Provided records: Begin
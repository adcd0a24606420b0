//! Azure AI Search backend.
//!
//! Documents are written with `mergeOrUpload` batches to
//! `POST /indexes/{index}/docs/index`, and queried with a hybrid request
//! to `POST /indexes/{index}/docs/search` that combines a full-text query
//! restricted to the text field with a vector query on the vector field.

use super::{RecordAck, SearchHit, SearchIndex, VectorRecord};
use easydocs_core::config::SearchSettings;
use easydocs_core::{AppError, AppResult};
use reqwest::{Client, StatusCode};
use serde::Deserialize;
use serde_json::{json, Map, Value};
use std::time::Duration;

const PROVIDER: &str = "azure-search";
const VECTOR_PROFILE: &str = "easydocs-vector-profile";
const VECTOR_ALGORITHM: &str = "easydocs-hnsw";

pub struct AzureSearchIndex {
    client: Client,
    endpoint: String,
    api_key: String,
    api_version: String,
    index_name: String,
    text_field: String,
    vector_field: String,
    dimensions: usize,
}

#[derive(Debug, Deserialize)]
struct IndexBatchResponse {
    #[serde(default)]
    value: Vec<IndexingResult>,
}

#[derive(Debug, Deserialize)]
struct IndexingResult {
    key: String,
    status: bool,
    #[serde(rename = "errorMessage", default)]
    error_message: Option<String>,
}

#[derive(Debug, Deserialize)]
struct SearchResponse {
    #[serde(default)]
    value: Vec<Map<String, Value>>,
}

impl AzureSearchIndex {
    pub fn new(
        endpoint: &str,
        api_key: &str,
        settings: &SearchSettings,
        dimensions: usize,
        timeout: Duration,
    ) -> AppResult<Self> {
        let client = Client::builder().timeout(timeout).build().map_err(|e| {
            AppError::provider(PROVIDER, format!("Failed to build HTTP client: {}", e))
        })?;

        Ok(Self {
            client,
            endpoint: endpoint.trim_end_matches('/').to_string(),
            api_key: api_key.to_string(),
            api_version: settings.api_version.clone(),
            index_name: settings.index_name.clone(),
            text_field: settings.text_field.clone(),
            vector_field: settings.vector_field.clone(),
            dimensions,
        })
    }

    fn index_url(&self) -> String {
        format!(
            "{}/indexes/{}?api-version={}",
            self.endpoint, self.index_name, self.api_version
        )
    }

    fn docs_url(&self, operation: &str) -> String {
        format!(
            "{}/indexes/{}/docs/{}?api-version={}",
            self.endpoint, self.index_name, operation, self.api_version
        )
    }

    fn upload_body(&self, records: &[VectorRecord]) -> Value {
        let documents: Vec<Value> = records
            .iter()
            .map(|record| {
                let mut doc = Map::new();
                doc.insert("@search.action".to_string(), json!("mergeOrUpload"));
                doc.insert("id".to_string(), json!(record.id));
                doc.insert("title".to_string(), json!(record.title));
                doc.insert(self.text_field.clone(), json!(record.content));
                doc.insert(self.vector_field.clone(), json!(record.vector));
                Value::Object(doc)
            })
            .collect();

        json!({ "value": documents })
    }

    fn search_body(&self, query: &str, vector: &[f32], k: usize) -> Value {
        json!({
            "search": query,
            "searchFields": self.text_field,
            "select": format!("id,title,{}", self.text_field),
            "top": k,
            "vectorQueries": [{
                "kind": "vector",
                "vector": vector,
                "fields": self.vector_field,
                "k": k,
            }],
        })
    }

    fn index_schema(&self) -> Value {
        json!({
            "name": self.index_name,
            "fields": [
                { "name": "id", "type": "Edm.String", "key": true, "filterable": true },
                { "name": "title", "type": "Edm.String", "searchable": true, "filterable": true },
                { "name": self.text_field, "type": "Edm.String", "searchable": true },
                {
                    "name": self.vector_field,
                    "type": "Collection(Edm.Single)",
                    "searchable": true,
                    "dimensions": self.dimensions,
                    "vectorSearchProfile": VECTOR_PROFILE,
                },
            ],
            "vectorSearch": {
                "algorithms": [{ "name": VECTOR_ALGORITHM, "kind": "hnsw" }],
                "profiles": [{ "name": VECTOR_PROFILE, "algorithm": VECTOR_ALGORITHM }],
            },
        })
    }

    fn hit_from_document(&self, doc: &Map<String, Value>) -> Option<SearchHit> {
        let text = |field: &str| doc.get(field).and_then(Value::as_str).map(str::to_string);

        Some(SearchHit {
            id: text("id")?,
            title: text("title").unwrap_or_default(),
            content: text(&self.text_field)?,
            score: doc
                .get("@search.score")
                .and_then(Value::as_f64)
                .unwrap_or(0.0) as f32,
        })
    }

    async fn post(&self, url: String, body: &Value) -> AppResult<reqwest::Response> {
        let response = self
            .client
            .post(url)
            .header("api-key", &self.api_key)
            .json(body)
            .send()
            .await
            .map_err(|e| AppError::provider(PROVIDER, format!("Failed to send request: {}", e)))?;

        error_for_status(response).await
    }
}

async fn error_for_status(response: reqwest::Response) -> AppResult<reqwest::Response> {
    if response.status().is_success() {
        return Ok(response);
    }

    let status = response.status();
    let error_text = response
        .text()
        .await
        .unwrap_or_else(|_| "Unknown error".to_string());
    Err(AppError::provider(
        PROVIDER,
        format!("API error ({}): {}", status, error_text),
    ))
}

#[async_trait::async_trait]
impl SearchIndex for AzureSearchIndex {
    fn name(&self) -> &str {
        "azure"
    }

    async fn upsert(&self, records: &[VectorRecord]) -> AppResult<Vec<RecordAck>> {
        tracing::info!(
            "Uploading {} documents to Azure AI Search index '{}'",
            records.len(),
            self.index_name
        );

        // 207 Multi-Status still carries per-document results
        let response = self
            .post(self.docs_url("index"), &self.upload_body(records))
            .await?;

        let parsed: IndexBatchResponse = response.json().await.map_err(|e| {
            AppError::provider(PROVIDER, format!("Failed to parse indexing response: {}", e))
        })?;

        Ok(parsed
            .value
            .into_iter()
            .map(|result| {
                if result.status {
                    RecordAck::written(result.key)
                } else {
                    RecordAck::rejected(
                        result.key,
                        result
                            .error_message
                            .unwrap_or_else(|| "rejected by index".to_string()),
                    )
                }
            })
            .collect())
    }

    async fn hybrid_search(
        &self,
        query: &str,
        vector: &[f32],
        k: usize,
    ) -> AppResult<Vec<SearchHit>> {
        tracing::debug!("Hybrid search on '{}' (k = {})", self.index_name, k);

        let response = self
            .post(self.docs_url("search"), &self.search_body(query, vector, k))
            .await?;

        let parsed: SearchResponse = response.json().await.map_err(|e| {
            AppError::provider(PROVIDER, format!("Failed to parse search response: {}", e))
        })?;

        Ok(parsed
            .value
            .iter()
            .filter_map(|doc| self.hit_from_document(doc))
            .collect())
    }

    async fn ensure_index(&self) -> AppResult<bool> {
        let existing = self
            .client
            .get(self.index_url())
            .header("api-key", &self.api_key)
            .send()
            .await
            .map_err(|e| AppError::provider(PROVIDER, format!("Failed to send request: {}", e)))?;

        if existing.status() != StatusCode::NOT_FOUND {
            error_for_status(existing).await?;
            tracing::info!("Index '{}' already exists", self.index_name);
            return Ok(false);
        }

        let response = self
            .client
            .put(self.index_url())
            .header("api-key", &self.api_key)
            .json(&self.index_schema())
            .send()
            .await
            .map_err(|e| AppError::provider(PROVIDER, format!("Failed to send request: {}", e)))?;
        error_for_status(response).await?;

        tracing::info!("Created index '{}'", self.index_name);
        Ok(true)
    }
}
Provided records: End
▸ **Directions**:
Could you write out all the records exactly, please?

▸ **Written solution**:
repository adcd0a24606420b0
//! Azure AI Search backend.
//!
//! Documents are written with `mergeOrUpload` batches to
//! `POST /indexes/{index}/docs/index`, and queried with a hybrid request
//! to `POST /indexes/{index}/docs/search` that combines a full-text query
//! restricted to the text field with a vector query on the vector field.

use super::{RecordAck, SearchHit, SearchIndex, VectorRecord};
use easydocs_core::config::SearchSettings;
use easydocs_core::{AppError, AppResult};
use reqwest::{Client, StatusCode};
use serde::Deserialize;
use serde_json::{json, Map, Value};
use std::time::Duration;

const PROVIDER: &str = "azure-search";
const VECTOR_PROFILE: &str = "easydocs-vector-profile";
const VECTOR_ALGORITHM: &str = "easydocs-hnsw";

pub struct AzureSearchIndex {
    client: Client,
    endpoint: String,
    api_key: String,
    api_version: String,
    index_name: String,
    text_field: String,
    vector_field: String,
    dimensions: usize,
}

#[derive(Debug, Deserialize)]
struct IndexBatchResponse {
    #[serde(default)]
    value: Vec<IndexingResult>,
}

#[derive(Debug, Deserialize)]
struct IndexingResult {
    key: String,
    status: bool,
    #[serde(rename = "errorMessage", default)]
    error_message: Option<String>,
}

#[derive(Debug, Deserialize)]
struct SearchResponse {
    #[serde(default)]
    value: Vec<Map<String, Value>>,
}

impl AzureSearchIndex {
    pub fn new(
        endpoint: &str,
        api_key: &str,
        settings: &SearchSettings,
        dimensions: usize,
        timeout: Duration,
    ) -> AppResult<Self> {
        let client = Client::builder().timeout(timeout).build().map_err(|e| {
            AppError::provider(PROVIDER, format!("Failed to build HTTP client: {}", e))
        })?;

        Ok(Self {
            client,
            endpoint: endpoint.trim_end_matches('/').to_string(),
            api_key: api_key.to_string(),
            api_version: settings.api_version.clone(),
            index_name: settings.index_name.clone(),
            text_field: settings.text_field.clone(),
            vector_field: settings.vector_field.clone(),
            dimensions,
        })
    }

    fn index_url(&self) -> String {
        format!(
            "{}/indexes/{}?api-version={}",
            self.endpoint, self.index_name, self.api_version
        )
    }

    fn docs_url(&self, operation: &str) -> String {
        format!(
            "{}/indexes/{}/docs/{}?api-version={}",
            self.endpoint, self.index_name, operation, self.api_version
        )
    }

    fn upload_body(&self, records: &[VectorRecord]) -> Value {
        let documents: Vec<Value> = records
            .iter()
            .map(|record| {
                let mut doc = Map::new();
                doc.insert("@search.action".to_string(), json!("mergeOrUpload"));
                doc.insert("id".to_string(), json!(record.id));
                doc.insert("title".to_string(), json!(record.title));
                doc.insert(self.text_field.clone(), json!(record.content));
                doc.insert(self.vector_field.clone(), json!(record.vector));
                Value::Object(doc)
            })
            .collect();

        json!({ "value": documents })
    }

    fn search_body(&self, query: &str, vector: &[f32], k: usize) -> Value {
        json!({
            "search": query,
            "searchFields": self.text_field,
            "select": format!("id,title,{}", self.text_field),
            "top": k,
            "vectorQueries": [{
                "kind": "vector",
                "vector": vector,
                "fields": self.vector_field,
                "k": k,
            }],
        })
    }

    fn index_schema(&self) -> Value {
        json!({
            "name": self.index_name,
            "fields": [
                { "name": "id", "type": "Edm.String", "key": true, "filterable": true },
                { "name": "title", "type": "Edm.String", "searchable": true, "filterable": true },
                { "name": self.text_field, "type": "Edm.String", "searchable": true },
                {
                    "name": self.vector_field,
                    "type": "Collection(Edm.Single)",
                    "searchable": true,
                    "dimensions": self.dimensions,
                    "vectorSearchProfile": VECTOR_PROFILE,
                },
            ],
            "vectorSearch": {
                "algorithms": [{ "name": VECTOR_ALGORITHM, "kind": "hnsw" }],
                "profiles": [{ "name": VECTOR_PROFILE, "algorithm": VECTOR_ALGORITHM }],
            },
        })
    }

    fn hit_from_document(&self, doc: &Map<String, Value>) -> Option<SearchHit> {
        let text = |field: &str| doc.get(field).and_then(Value::as_str).map(str::to_string);

        Some(SearchHit {
            id: text("id")?,
            title: text("title").unwrap_or_default(),
            content: text(&self.text_field)?,
            score: doc
                .get("@search.score")
                .and_then(Value::as_f64)
                .unwrap_or(0.0) as f32,
        })
    }

    async fn post(&self, url: String, body: &Value) -> AppResult<reqwest::Response> {
        let response = self
            .client
            .post(url)
            .header("api-key", &self.api_key)
            .json(body)
            .send()
            .await
            .map_err(|e| AppError::provider(PROVIDER, format!("Failed to send request: {}", e)))?;

        error_for_status(response).await
    }
}

async fn error_for_status(response: reqwest::Response) -> AppResult<reqwest::Response> {
    if response.status().is_success() {
        return Ok(response);
    }

    let status = response.status();
    let error_text = response
        .text()
        .await
        .unwrap_or_else(|_| "Unknown error".to_string());
    Err(AppError::provider(
        PROVIDER,
        format!("API error ({}): {}", status, error_text),
    ))
}

#[async_trait::async_trait]
impl SearchIndex for AzureSearchIndex {
    fn name(&self) -> &str {
        "azure"
    }

    async fn upsert(&self, records: &[VectorRecord]) -> AppResult<Vec<RecordAck>> {
        tracing::info!(
            "Uploading {} documents to Azure AI Search index '{}'",
            records.len(),
            self.index_name
        );

        // 207 Multi-Status still carries per-document results
        let response = self
            .post(self.docs_url("index"), &self.upload_body(records))
            .await?;

        let parsed: IndexBatchResponse = response.json().await.map_err(|e| {
            AppError::provider(PROVIDER, format!("Failed to parse indexing response: {}", e))
        })?;

        Ok(parsed
            .value
            .into_iter()
            .map(|result| {
                if result.status {
                    RecordAck::written(result.key)
                } else {
                    RecordAck::rejected(
                        result.key,
                        result
                            .error_message
                            .unwrap_or_else(|| "rejected by index".to_string()),
                    )
                }
            })
            .collect())
    }

    async fn hybrid_search(
        &self,
        query: &str,
        vector: &[f32],
        k: usize,
    ) -> AppResult<Vec<SearchHit>> {
        tracing::debug!("Hybrid search on '{}' (k = {})", self.index_name, k);

        let response = self
            .post(self.docs_url("search"), &self.search_body(query, vector, k))
            .await?;

        let parsed: SearchResponse = response.json().await.map_err(|e| {
            AppError::provider(PROVIDER, format!("Failed to parse search response: {}", e))
        })?;

        Ok(parsed
            .value
            .iter()
            .filter_map(|doc| self.hit_from_document(doc))
            .collect())
    }

    async fn ensure_index(&self) -> AppResult<bool> {
        let existing = self
            .client
            .get(self.index_url())
            .header("api-key", &self.api_key)
            .send()
            .await
            .map_err(|e| AppError::provider(PROVIDER, format!("Failed to send request: {}", e)))?;

        if existing.status() != StatusCode::NOT_FOUND {
            error_for_status(existing).await?;
            tracing::info!("Index '{}' already exists", self.index_name);
            return Ok(false);
        }

        let response = self
            .client
            .put(self.index_url())
            .header("api-key", &self.api_key)
            .json(&self.index_schema())
            .send()
            .await
            .map_err(|e| AppError::provider(PROVIDER, format!("Failed to send request: {}", e)))?;
        error_for_status(response).await?;

        tracing::info!("Created index '{}'", self.index_name);
        Ok(true)
    }
}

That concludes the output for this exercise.